__What to work on__. Word for word, copy the line containing "pub use config::EngineConfig;" and each line after it in the records below, ending with the last line.

__Provided records__.
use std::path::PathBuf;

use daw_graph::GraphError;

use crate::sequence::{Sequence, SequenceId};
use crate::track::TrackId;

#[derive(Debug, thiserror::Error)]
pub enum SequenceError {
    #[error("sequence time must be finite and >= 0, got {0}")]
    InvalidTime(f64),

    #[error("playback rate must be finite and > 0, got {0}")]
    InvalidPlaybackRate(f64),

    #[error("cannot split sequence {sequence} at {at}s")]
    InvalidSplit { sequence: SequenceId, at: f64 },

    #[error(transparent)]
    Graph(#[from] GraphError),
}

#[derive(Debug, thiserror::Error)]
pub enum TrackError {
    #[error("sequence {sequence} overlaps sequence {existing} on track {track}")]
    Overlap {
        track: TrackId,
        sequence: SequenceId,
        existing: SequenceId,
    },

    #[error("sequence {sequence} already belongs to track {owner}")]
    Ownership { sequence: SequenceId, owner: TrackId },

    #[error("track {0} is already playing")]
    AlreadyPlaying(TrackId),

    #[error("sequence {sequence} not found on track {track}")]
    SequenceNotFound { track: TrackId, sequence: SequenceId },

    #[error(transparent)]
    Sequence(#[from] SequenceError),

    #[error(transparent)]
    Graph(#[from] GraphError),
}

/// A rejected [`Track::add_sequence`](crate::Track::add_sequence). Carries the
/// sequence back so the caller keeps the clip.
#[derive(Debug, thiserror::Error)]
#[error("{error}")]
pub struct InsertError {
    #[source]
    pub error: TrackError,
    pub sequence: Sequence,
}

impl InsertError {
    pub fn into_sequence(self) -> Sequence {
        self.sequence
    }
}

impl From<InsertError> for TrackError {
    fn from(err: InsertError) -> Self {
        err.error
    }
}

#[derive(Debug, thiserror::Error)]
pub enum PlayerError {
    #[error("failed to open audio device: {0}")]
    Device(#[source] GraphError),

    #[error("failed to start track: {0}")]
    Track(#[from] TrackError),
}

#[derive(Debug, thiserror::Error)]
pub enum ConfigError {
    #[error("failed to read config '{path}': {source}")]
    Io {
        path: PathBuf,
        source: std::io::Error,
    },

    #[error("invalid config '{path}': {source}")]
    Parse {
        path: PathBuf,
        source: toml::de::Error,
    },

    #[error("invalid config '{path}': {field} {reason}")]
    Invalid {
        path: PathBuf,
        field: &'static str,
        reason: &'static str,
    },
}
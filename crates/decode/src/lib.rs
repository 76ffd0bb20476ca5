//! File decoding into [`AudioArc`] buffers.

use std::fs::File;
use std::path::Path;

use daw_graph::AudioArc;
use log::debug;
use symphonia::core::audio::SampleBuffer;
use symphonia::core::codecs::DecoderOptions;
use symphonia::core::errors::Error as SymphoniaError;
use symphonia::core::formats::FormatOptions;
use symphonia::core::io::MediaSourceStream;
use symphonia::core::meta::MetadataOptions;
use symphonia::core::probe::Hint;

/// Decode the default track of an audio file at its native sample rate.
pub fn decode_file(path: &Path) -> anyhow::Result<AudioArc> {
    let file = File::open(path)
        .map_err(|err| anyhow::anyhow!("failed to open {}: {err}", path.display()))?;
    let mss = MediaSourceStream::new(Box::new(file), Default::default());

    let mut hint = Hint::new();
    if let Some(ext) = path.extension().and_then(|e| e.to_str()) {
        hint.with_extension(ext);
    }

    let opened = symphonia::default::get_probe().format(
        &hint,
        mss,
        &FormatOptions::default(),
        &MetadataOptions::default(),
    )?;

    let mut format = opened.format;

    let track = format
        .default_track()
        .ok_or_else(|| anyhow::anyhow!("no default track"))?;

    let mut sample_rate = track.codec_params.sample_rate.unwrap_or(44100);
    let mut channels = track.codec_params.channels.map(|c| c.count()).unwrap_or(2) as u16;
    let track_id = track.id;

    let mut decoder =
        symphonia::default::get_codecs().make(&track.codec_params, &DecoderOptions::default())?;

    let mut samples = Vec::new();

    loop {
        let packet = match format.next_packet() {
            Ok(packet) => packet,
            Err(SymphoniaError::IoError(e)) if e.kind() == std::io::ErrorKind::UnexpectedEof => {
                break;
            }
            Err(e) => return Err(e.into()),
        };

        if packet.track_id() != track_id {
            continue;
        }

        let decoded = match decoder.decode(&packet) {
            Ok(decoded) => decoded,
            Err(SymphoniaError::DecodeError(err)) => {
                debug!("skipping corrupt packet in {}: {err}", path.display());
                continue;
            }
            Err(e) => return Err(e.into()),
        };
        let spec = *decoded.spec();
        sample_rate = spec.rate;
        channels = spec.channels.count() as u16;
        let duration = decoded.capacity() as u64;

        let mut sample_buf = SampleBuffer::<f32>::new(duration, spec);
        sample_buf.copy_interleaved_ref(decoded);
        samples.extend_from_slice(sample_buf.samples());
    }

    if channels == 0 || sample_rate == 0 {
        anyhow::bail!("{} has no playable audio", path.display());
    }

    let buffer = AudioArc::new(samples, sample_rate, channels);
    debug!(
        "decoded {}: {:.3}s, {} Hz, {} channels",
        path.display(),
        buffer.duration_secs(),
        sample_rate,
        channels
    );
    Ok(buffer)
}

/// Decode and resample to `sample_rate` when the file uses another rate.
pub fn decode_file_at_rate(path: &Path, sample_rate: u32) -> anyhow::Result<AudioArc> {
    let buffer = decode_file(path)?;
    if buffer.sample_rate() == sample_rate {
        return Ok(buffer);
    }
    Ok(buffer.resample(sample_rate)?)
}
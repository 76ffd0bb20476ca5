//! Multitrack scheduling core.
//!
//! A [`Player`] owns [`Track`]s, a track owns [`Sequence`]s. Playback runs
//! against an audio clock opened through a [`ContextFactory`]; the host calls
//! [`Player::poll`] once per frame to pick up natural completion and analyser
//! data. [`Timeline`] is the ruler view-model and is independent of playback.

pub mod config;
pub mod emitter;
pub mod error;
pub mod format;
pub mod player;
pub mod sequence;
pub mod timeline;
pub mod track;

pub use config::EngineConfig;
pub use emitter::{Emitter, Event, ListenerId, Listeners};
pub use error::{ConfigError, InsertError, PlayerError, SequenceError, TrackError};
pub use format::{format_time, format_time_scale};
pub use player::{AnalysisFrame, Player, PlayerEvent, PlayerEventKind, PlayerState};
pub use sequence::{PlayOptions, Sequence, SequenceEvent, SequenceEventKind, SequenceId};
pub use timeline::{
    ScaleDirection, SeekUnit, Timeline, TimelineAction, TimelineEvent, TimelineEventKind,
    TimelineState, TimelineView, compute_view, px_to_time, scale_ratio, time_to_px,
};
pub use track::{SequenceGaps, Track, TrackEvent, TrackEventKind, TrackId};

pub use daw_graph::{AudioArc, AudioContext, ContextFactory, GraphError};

__Task answer__.
pub use config::EngineConfig;
pub use emitter::{Emitter, Event, ListenerId, Listeners};
pub use error::{ConfigError, InsertError, PlayerError, SequenceError, TrackError};
pub use format::{format_time, format_time_scale};
pub use player::{AnalysisFrame, Player, PlayerEvent, PlayerEventKind, PlayerState};
pub use sequence::{PlayOptions, Sequence, SequenceEvent, SequenceEventKind, SequenceId};
pub use timeline::{
    ScaleDirection, SeekUnit, Timeline, TimelineAction, TimelineEvent, TimelineEventKind,
    TimelineState, TimelineView, compute_view, px_to_time, scale_ratio, time_to_px,
};
pub use track::{SequenceGaps, Track, TrackEvent, TrackEventKind, TrackId};

pub use daw_graph::{AudioArc, AudioContext, ContextFactory, GraphError};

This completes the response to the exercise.